**ABOUT THIS EXERCISE:** Search the entries for the word "crate" and copy each line that has it.

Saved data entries
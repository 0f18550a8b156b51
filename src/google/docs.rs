use super::{api_url, send_authorized, ServiceAccountAuth};
use crate::error::{RsvpError, RsvpResult};
use crate::store::DocumentLog;
use async_trait::async_trait;
use serde_json::{json, Value};
use std::sync::Arc;

pub const DOCS_API_BASE: &str = "https://docs.googleapis.com/v1/documents";

/// Appends RSVP lines to the end of a Google Doc.
pub struct GoogleDocs {
    client: reqwest::Client,
    auth: Arc<ServiceAccountAuth>,
    document_id: String,
}

impl GoogleDocs {
    pub fn new(client: reqwest::Client, auth: Arc<ServiceAccountAuth>, document_id: String) -> Self {
        Self {
            client,
            auth,
            document_id,
        }
    }
}

#[async_trait]
impl DocumentLog for GoogleDocs {
    async fn append_lines(&self, lines: &[String]) -> RsvpResult<()> {
        let endpoint = format!("{}:batchUpdate", self.document_id);
        let url = api_url(DOCS_API_BASE, &[endpoint.as_str()])?;
        let requests: Vec<Value> = lines
            .iter()
            .map(|line| json!({ "insertText": { "endOfSegmentLocation": {}, "text": format!("{}\n", line) } }))
            .collect();

        let request = self.client.post(url).json(&json!({ "requests": requests }));
        send_authorized(&self.auth, request)
            .await
            .map_err(|e| RsvpError::Notification(format!("Document log append failed: {}", e)))?;
        Ok(())
    }
}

**ANSWER BOX:**
use crate::error::{RsvpError, RsvpResult};
use crate::store::DocumentLog;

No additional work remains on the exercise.